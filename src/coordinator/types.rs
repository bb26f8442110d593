//! Replication state types.
//!
//! Defines the state machine for the replication lifecycle and the event
//! channels engines publish on.
//!
//! # State Transitions
//!
//! ```text
//!                  start()
//! Created ───────────────────→ Starting
//!    │                              │
//!    │                              │ (initial cycles done)
//!    │                              ↓
//!    │         pause()          Running ←──────────────┐
//!    │   Paused ←────────────────── │                  │
//!    │      │ ───────────────────→  │  (cycle failed)  │ (cycle ok)
//!    │         resume()             ↓                  │
//!    │                          Retrying ──────────────┘
//!    │                              │
//!    └──────────────────────────────┴─────→ Canceled (terminal, from any)
//!                    cancel()
//! ```
//!
//! # State Descriptions
//!
//! - **Created**: After construction. Nothing subscribed, no checkpoint store open.
//! - **Starting**: `start()` called, opening the checkpoint store and running the first cycles.
//! - **Running**: Live replication. Engine drivers wait for triggers.
//! - **Paused**: Drivers do not start new cycles; triggers stay queued.
//! - **Retrying**: At least one engine failed its last cycle and is sleeping with backoff.
//! - **Canceled**: `cancel()` called or non-live replication finished. Terminal.

use crate::conflict::ResolvedConflict;
use crate::document::{Direction, Document};
use crate::error::ReplicationError;
use std::sync::Arc;
use tokio::sync::broadcast;

/// Capacity of each event broadcast. Slow subscribers see `Lagged`.
const EVENT_CHANNEL_CAPACITY: usize = 1024;

/// Lifecycle phase of a replication.
///
/// See module docs for the state transition diagram.
#[derive(Debug, Clone, Copy, PartialEq, Eq)]
pub enum ReplicationPhase {
    /// Constructed, not started.
    ///
    /// Call [`start()`](super::ReplicationState::start) to begin replication.
    Created,

    /// Opening the checkpoint store and running initial cycles.
    Starting,

    /// Replicating.
    Running,

    /// Paused by the host.
    ///
    /// In-flight batches finish, no new cycle starts until `resume()`.
    Paused,

    /// An engine is waiting out a backoff delay.
    Retrying,

    /// Terminal.
    Canceled,
}

impl ReplicationPhase {
    pub fn is_terminal(&self) -> bool {
        matches!(self, ReplicationPhase::Canceled)
    }
}

impl std::fmt::Display for ReplicationPhase {
    fn fmt(&self, f: &mut std::fmt::Formatter<'_>) -> std::fmt::Result {
        match self {
            ReplicationPhase::Created => write!(f, "Created"),
            ReplicationPhase::Starting => write!(f, "Starting"),
            ReplicationPhase::Running => write!(f, "Running"),
            ReplicationPhase::Paused => write!(f, "Paused"),
            ReplicationPhase::Retrying => write!(f, "Retrying"),
            ReplicationPhase::Canceled => write!(f, "Canceled"),
        }
    }
}

/// Which engines are running a cycle right now.
#[derive(Debug, Clone, Copy, PartialEq, Eq, Default)]
pub struct Activity {
    pub push: bool,
    pub pull: bool,
}

impl Activity {
    pub fn is_idle(&self) -> bool {
        !self.push && !self.pull
    }

    pub(crate) fn set(&mut self, direction: Direction, active: bool) {
        match direction {
            Direction::Up => self.push = active,
            Direction::Down => self.pull = active,
        }
    }
}

/// Whether each direction has finished its first run to exhaustion.
#[derive(Debug, Clone, Copy, PartialEq, Eq, Default)]
pub struct FirstSync {
    pub up: bool,
    pub down: bool,
}

impl FirstSync {
    pub fn is_done(&self) -> bool {
        self.up && self.down
    }

    pub(crate) fn mark(&mut self, direction: Direction) {
        match direction {
            Direction::Up => self.up = true,
            Direction::Down => self.down = true,
        }
    }
}

/// Consecutive failed cycles per direction.
#[derive(Debug, Clone, Copy, PartialEq, Eq, Default)]
pub struct Failures {
    pub push: usize,
    pub pull: usize,
}

impl Failures {
    pub fn any(&self) -> bool {
        self.push > 0 || self.pull > 0
    }

    pub(crate) fn set(&mut self, direction: Direction, count: usize) {
        match direction {
            Direction::Up => self.push = count,
            Direction::Down => self.pull = count,
        }
    }
}

/// Result of one engine run to exhaustion.
#[derive(Debug, Clone, Copy, PartialEq, Eq, Default)]
pub struct CycleReport {
    /// Batches committed.
    pub batches: usize,
    /// Documents acknowledged by master (push) or applied to the fork (pull).
    pub documents: usize,
    /// Documents already in sync or owned by the other direction.
    pub skipped: usize,
    /// Conflicts handed to the conflict handler.
    pub conflicts: usize,
    /// Stopped early because the replication was canceled.
    pub canceled: bool,
}

/// Event broadcasts shared by both engines and the drivers.
#[derive(Debug, Clone)]
pub struct ReplicationEvents {
    /// Documents applied to the fork by the pull engine.
    pub received: broadcast::Sender<Document>,
    /// Documents acknowledged by master.
    pub sent: broadcast::Sender<Document>,
    /// Every handled conflict. Informational, never an error.
    pub resolved_conflicts: broadcast::Sender<ResolvedConflict>,
    /// Every failed cycle, before its backoff sleep.
    pub errors: broadcast::Sender<Arc<ReplicationError>>,
}

impl ReplicationEvents {
    pub fn new() -> Self {
        Self {
            received: broadcast::channel(EVENT_CHANNEL_CAPACITY).0,
            sent: broadcast::channel(EVENT_CHANNEL_CAPACITY).0,
            resolved_conflicts: broadcast::channel(EVENT_CHANNEL_CAPACITY).0,
            errors: broadcast::channel(EVENT_CHANNEL_CAPACITY).0,
        }
    }

    // Sends fail only without subscribers, which is fine for events.

    pub(crate) fn emit_received(&self, doc: Document) {
        let _ = self.received.send(doc);
    }

    pub(crate) fn emit_sent(&self, doc: Document) {
        let _ = self.sent.send(doc);
    }

    pub(crate) fn emit_resolved(&self, conflict: ResolvedConflict) {
        let _ = self.resolved_conflicts.send(conflict);
    }

    pub(crate) fn emit_error(&self, error: ReplicationError) {
        let _ = self.errors.send(Arc::new(error));
    }
}

impl Default for ReplicationEvents {
    fn default() -> Self {
        Self::new()
    }
}

/// Point-in-time snapshot of a replication, for health endpoints.
///
/// Collected from watch channels only, no I/O.
#[derive(Debug, Clone)]
pub struct ReplicationStatus {
    pub replication_identifier: String,
    pub phase: ReplicationPhase,
    pub activity: Activity,
    pub first_sync: FirstSync,
    /// Triggers queued but not yet consumed, both directions.
    pub pending_triggers: usize,
    pub failures: Failures,
}

impl ReplicationStatus {
    /// Running, not retrying, initial replication done.
    pub fn healthy(&self) -> bool {
        self.phase == ReplicationPhase::Running && self.first_sync.is_done()
    }
}
//! Shared test utilities for replication and chaos tests.
//!
//! This module provides:
//! - Recording/failing wrappers around pull and push handlers
//! - A fork storage wrapper that injects write failures
//! - Config and fixture helpers

#![allow(dead_code)]

pub mod mock_handlers;

pub use mock_handlers::*;

use replication_protocol::conflict::MasterWins;
use replication_protocol::{
    CheckpointStore, MemoryStorage, ReplicationConfig, ReplicationOptions, StorageMaster,
};
use std::future::Future;
use std::sync::Arc;
use std::time::Duration;

/// A storage-backed master with master-wins conflict rules.
pub fn master() -> Arc<StorageMaster<MemoryStorage>> {
    Arc::new(StorageMaster::new(
        Arc::new(MemoryStorage::new("master")),
        Arc::new(MasterWins),
    ))
}

/// Fast, in-memory, live config.
pub fn live_config(id: &str) -> ReplicationConfig {
    ReplicationConfig::for_testing(id)
}

/// Fast, in-memory config that cancels itself after the initial replication.
pub fn one_shot_config(id: &str) -> ReplicationConfig {
    let mut config = ReplicationConfig::for_testing(id);
    config.live = false;
    config
}

pub async fn memory_store() -> Arc<CheckpointStore> {
    Arc::new(CheckpointStore::in_memory().await.expect("in-memory checkpoint store"))
}

/// Options replicating `fork` against `master` in both directions.
pub fn both_ways(
    config: ReplicationConfig,
    fork: Arc<MemoryStorage>,
    master: Arc<StorageMaster<MemoryStorage>>,
) -> ReplicationOptions {
    ReplicationOptions::new(config, fork)
        .with_pull(master.clone())
        .with_push(master)
}

/// Poll `check` every 10ms until it holds, panicking after `timeout`.
pub async fn eventually<F, Fut>(timeout: Duration, mut check: F)
where
    F: FnMut() -> Fut,
    Fut: Future<Output = bool>,
{
    let deadline = tokio::time::Instant::now() + timeout;
    loop {
        if check().await {
            return;
        }
        if tokio::time::Instant::now() >= deadline {
            panic!("condition not reached within {timeout:?}");
        }
        tokio::time::sleep(Duration::from_millis(10)).await;
    }
}
//! Configuration for a replication.
//!
//! Configuration is passed to [`ReplicationState::new()`](crate::ReplicationState::new)
//! and can be constructed programmatically or deserialized from YAML/JSON.
//!
//! # Quick Start
//!
//! ```rust
//! use replication_protocol::config::ReplicationConfig;
//!
//! let config = ReplicationConfig {
//!     replication_identifier: "todos-to-server".into(),
//!     live: true,
//!     ..Default::default()
//! };
//! assert!(config.validate().is_ok());
//! ```
//!
//! # Configuration Structure
//!
//! ```text
//! ReplicationConfig
//! ├── replication_identifier: String  # Scopes checkpoints + meta
//! ├── live: bool                      # Keep syncing after initial replication
//! ├── auto_start: bool                # replicate() starts immediately
//! ├── retry: RetrySettings            # Backoff after handler errors
//! ├── push: PushConfig                # Fork → master batches
//! ├── pull: PullConfig                # Master → fork batches
//! ├── checkpoint: CheckpointConfig    # SQLite checkpoint persistence
//! └── drain_timeout: String           # How long cancel() waits for in-flight batches
//! ```
//!
//! # YAML Example
//!
//! ```yaml
//! replication_identifier: "todos-to-server"
//! live: true
//!
//! retry:
//!   retry_time: "5s"
//!   max_retry_time: "5m"
//!
//! push:
//!   batch_size: 50
//!   debounce: "20ms"
//!
//! pull:
//!   batch_size: 100
//!   live_interval: "10s"
//!
//! checkpoint:
//!   sqlite_path: "/var/lib/app/replication.db"
//! ```

use crate::error::{ReplicationError, Result};
use crate::resilience::{RateLimitConfig, RetryConfig};
use serde::{Deserialize, Serialize};
use std::time::Duration;

fn parse_duration_or(value: &str, fallback: Duration) -> Duration {
    humantime::parse_duration(value).unwrap_or(fallback)
}

// ═══════════════════════════════════════════════════════════════════════════════
// Top-level config
// ═══════════════════════════════════════════════════════════════════════════════

/// The top-level config object passed to `ReplicationState::new()`.
#[derive(Debug, Clone, Serialize, Deserialize)]
pub struct ReplicationConfig {
    /// Stable key for this replication. Checkpoints and assumed-master
    /// states are stored under it, so it must survive restarts unchanged.
    pub replication_identifier: String,

    /// Keep replicating after the initial sync.
    /// When `false` the replication cancels itself once in sync.
    #[serde(default = "default_true")]
    pub live: bool,

    /// Start immediately when built through [`replicate()`](crate::replicate).
    #[serde(default = "default_true")]
    pub auto_start: bool,

    /// Backoff after engine errors.
    #[serde(default)]
    pub retry: RetrySettings,

    /// Push (fork → master) settings.
    #[serde(default)]
    pub push: PushConfig,

    /// Pull (master → fork) settings.
    #[serde(default)]
    pub pull: PullConfig,

    /// Checkpoint persistence settings.
    #[serde(default)]
    pub checkpoint: CheckpointConfig,

    /// Upper bound `cancel()` waits for an in-flight batch (e.g., "10s").
    #[serde(default = "default_drain_timeout")]
    pub drain_timeout: String,
}

fn default_true() -> bool {
    true
}

fn default_drain_timeout() -> String {
    "10s".to_string()
}

impl Default for ReplicationConfig {
    fn default() -> Self {
        Self {
            replication_identifier: "default-replication".to_string(),
            live: true,
            auto_start: true,
            retry: RetrySettings::default(),
            push: PushConfig::default(),
            pull: PullConfig::default(),
            checkpoint: CheckpointConfig::default(),
            drain_timeout: default_drain_timeout(),
        }
    }
}

impl ReplicationConfig {
    /// Create a config for testing: in-memory checkpoints, fast retries,
    /// short debounce.
    pub fn for_testing(replication_identifier: &str) -> Self {
        Self {
            replication_identifier: replication_identifier.to_string(),
            live: true,
            auto_start: true,
            retry: RetrySettings::testing(),
            push: PushConfig {
                debounce: "10ms".to_string(),
                ..Default::default()
            },
            pull: PullConfig {
                debounce: "10ms".to_string(),
                ..Default::default()
            },
            checkpoint: CheckpointConfig::in_memory(),
            drain_timeout: "2s".to_string(),
        }
    }

    /// Parsed drain timeout (falls back to 10s).
    pub fn drain_timeout_duration(&self) -> Duration {
        parse_duration_or(&self.drain_timeout, Duration::from_secs(10))
    }

    /// Reject configurations the engines cannot run with.
    pub fn validate(&self) -> Result<()> {
        if self.replication_identifier.trim().is_empty() {
            return Err(ReplicationError::Config(
                "replication_identifier must not be empty".to_string(),
            ));
        }
        if self.push.batch_size == 0 {
            return Err(ReplicationError::Config("push.batch_size must be > 0".to_string()));
        }
        if self.pull.batch_size == 0 {
            return Err(ReplicationError::Config("pull.batch_size must be > 0".to_string()));
        }
        if self.retry.backoff_factor.is_nan() || self.retry.backoff_factor < 1.0 {
            return Err(ReplicationError::Config(format!(
                "retry.backoff_factor must be >= 1.0, got {}",
                self.retry.backoff_factor
            )));
        }
        Ok(())
    }
}

// ═══════════════════════════════════════════════════════════════════════════════
// RetrySettings: backoff after errors
// ═══════════════════════════════════════════════════════════════════════════════

/// Backoff settings applied per engine after a failed cycle.
///
/// The first retry waits `retry_time`; every consecutive failure multiplies
/// the delay by `backoff_factor` until `max_retry_time`. One fully
/// successful cycle resets the delay.
#[derive(Debug, Clone, Serialize, Deserialize)]
pub struct RetrySettings {
    /// Base delay as a duration string (e.g., "5s").
    #[serde(default = "default_retry_time")]
    pub retry_time: String,

    /// Delay cap as a duration string (e.g., "5m").
    #[serde(default = "default_max_retry_time")]
    pub max_retry_time: String,

    /// Multiplier between consecutive failures.
    #[serde(default = "default_backoff_factor")]
    pub backoff_factor: f64,
}

fn default_retry_time() -> String {
    "5s".to_string()
}

fn default_max_retry_time() -> String {
    "5m".to_string()
}

fn default_backoff_factor() -> f64 {
    2.0
}

impl Default for RetrySettings {
    fn default() -> Self {
        Self {
            retry_time: default_retry_time(),
            max_retry_time: default_max_retry_time(),
            backoff_factor: default_backoff_factor(),
        }
    }
}

impl RetrySettings {
    /// Millisecond-scale retries for tests.
    pub fn testing() -> Self {
        Self {
            retry_time: "10ms".to_string(),
            max_retry_time: "100ms".to_string(),
            backoff_factor: 2.0,
        }
    }

    pub fn retry_time_duration(&self) -> Duration {
        parse_duration_or(&self.retry_time, Duration::from_secs(5))
    }

    pub fn max_retry_time_duration(&self) -> Duration {
        parse_duration_or(&self.max_retry_time, Duration::from_secs(300))
    }

    /// Build the backoff schedule used by the engine drivers.
    pub fn to_retry_config(&self) -> RetryConfig {
        let initial_delay = self.retry_time_duration();
        RetryConfig {
            initial_delay,
            max_delay: self.max_retry_time_duration().max(initial_delay),
            backoff_factor: self.backoff_factor,
        }
    }
}

// ═══════════════════════════════════════════════════════════════════════════════
// PushConfig / PullConfig
// ═══════════════════════════════════════════════════════════════════════════════

/// Push (fork → master) configuration.
#[derive(Debug, Clone, Serialize, Deserialize)]
pub struct PushConfig {
    /// Whether pushing is enabled (requires a push handler).
    #[serde(default = "default_true")]
    pub enabled: bool,

    /// Maximum rows per push handler call.
    #[serde(default = "default_batch_size")]
    pub batch_size: usize,

    /// Window during which local writes are coalesced into one push.
    #[serde(default = "default_debounce")]
    pub debounce: String,

    /// Enable rate limiting of push handler calls.
    #[serde(default)]
    pub rate_limit_enabled: bool,

    /// Sustained handler calls per second.
    #[serde(default = "default_rate_limit_per_sec")]
    pub rate_limit_per_sec: u32,

    /// Burst capacity.
    #[serde(default = "default_rate_limit_burst")]
    pub rate_limit_burst: u32,
}

fn default_batch_size() -> usize {
    100
}

fn default_debounce() -> String {
    "50ms".to_string()
}

fn default_rate_limit_per_sec() -> u32 {
    50
}

fn default_rate_limit_burst() -> u32 {
    10
}

impl Default for PushConfig {
    fn default() -> Self {
        Self {
            enabled: true,
            batch_size: default_batch_size(),
            debounce: default_debounce(),
            rate_limit_enabled: false,
            rate_limit_per_sec: default_rate_limit_per_sec(),
            rate_limit_burst: default_rate_limit_burst(),
        }
    }
}

impl PushConfig {
    pub fn debounce_duration(&self) -> Duration {
        parse_duration_or(&self.debounce, Duration::from_millis(50))
    }

    /// Returns `None` if rate limiting is disabled.
    pub fn rate_limit_config(&self) -> Option<RateLimitConfig> {
        self.rate_limit_enabled.then(|| RateLimitConfig {
            burst_size: self.rate_limit_burst,
            refill_rate: self.rate_limit_per_sec,
        })
    }
}

/// Pull (master → fork) configuration.
#[derive(Debug, Clone, Serialize, Deserialize)]
pub struct PullConfig {
    /// Whether pulling is enabled (requires a pull handler).
    #[serde(default = "default_true")]
    pub enabled: bool,

    /// Maximum documents requested per pull handler call.
    #[serde(default = "default_batch_size")]
    pub batch_size: usize,

    /// Window during which master events are coalesced into one pull.
    #[serde(default = "default_debounce")]
    pub debounce: String,

    /// Periodic resync in live mode (e.g., "10s"). Useful when the master
    /// has no change stream. Disabled when unset.
    #[serde(default)]
    pub live_interval: Option<String>,

    /// Enable rate limiting of pull handler calls.
    #[serde(default)]
    pub rate_limit_enabled: bool,

    /// Sustained handler calls per second.
    #[serde(default = "default_rate_limit_per_sec")]
    pub rate_limit_per_sec: u32,

    /// Burst capacity.
    #[serde(default = "default_rate_limit_burst")]
    pub rate_limit_burst: u32,
}

impl Default for PullConfig {
    fn default() -> Self {
        Self {
            enabled: true,
            batch_size: default_batch_size(),
            debounce: default_debounce(),
            live_interval: None,
            rate_limit_enabled: false,
            rate_limit_per_sec: default_rate_limit_per_sec(),
            rate_limit_burst: default_rate_limit_burst(),
        }
    }
}

impl PullConfig {
    pub fn debounce_duration(&self) -> Duration {
        parse_duration_or(&self.debounce, Duration::from_millis(50))
    }

    /// Parsed periodic resync interval. Unparseable values disable it.
    pub fn live_interval_duration(&self) -> Option<Duration> {
        self.live_interval
            .as_deref()
            .and_then(|s| humantime::parse_duration(s).ok())
            .filter(|d| !d.is_zero())
    }

    /// Returns `None` if rate limiting is disabled.
    pub fn rate_limit_config(&self) -> Option<RateLimitConfig> {
        self.rate_limit_enabled.then(|| RateLimitConfig {
            burst_size: self.rate_limit_burst,
            refill_rate: self.rate_limit_per_sec,
        })
    }
}

// ═══════════════════════════════════════════════════════════════════════════════
// CheckpointConfig: SQLite persistence
// ═══════════════════════════════════════════════════════════════════════════════

/// SQLite checkpoint store configuration.
#[derive(Debug, Clone, Serialize, Deserialize)]
pub struct CheckpointConfig {
    /// Path to the SQLite database (":memory:" for an in-process store).
    pub sqlite_path: String,

    /// Whether to use WAL mode for SQLite (recommended).
    #[serde(default = "default_true")]
    pub wal_mode: bool,
}

impl Default for CheckpointConfig {
    fn default() -> Self {
        Self {
            sqlite_path: "replication_checkpoints.db".to_string(),
            wal_mode: true,
        }
    }
}

impl CheckpointConfig {
    /// In-memory store (for testing).
    pub fn in_memory() -> Self {
        Self {
            sqlite_path: ":memory:".to_string(),
            wal_mode: false,
        }
    }
}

_ _ _ _ _ _ _

Your task: All lines of the material that contain the string "Maximum" are to be copied.

Reply to the exercise:
    /// Maximum rows per push handler call.
    /// Maximum documents requested per pull handler call.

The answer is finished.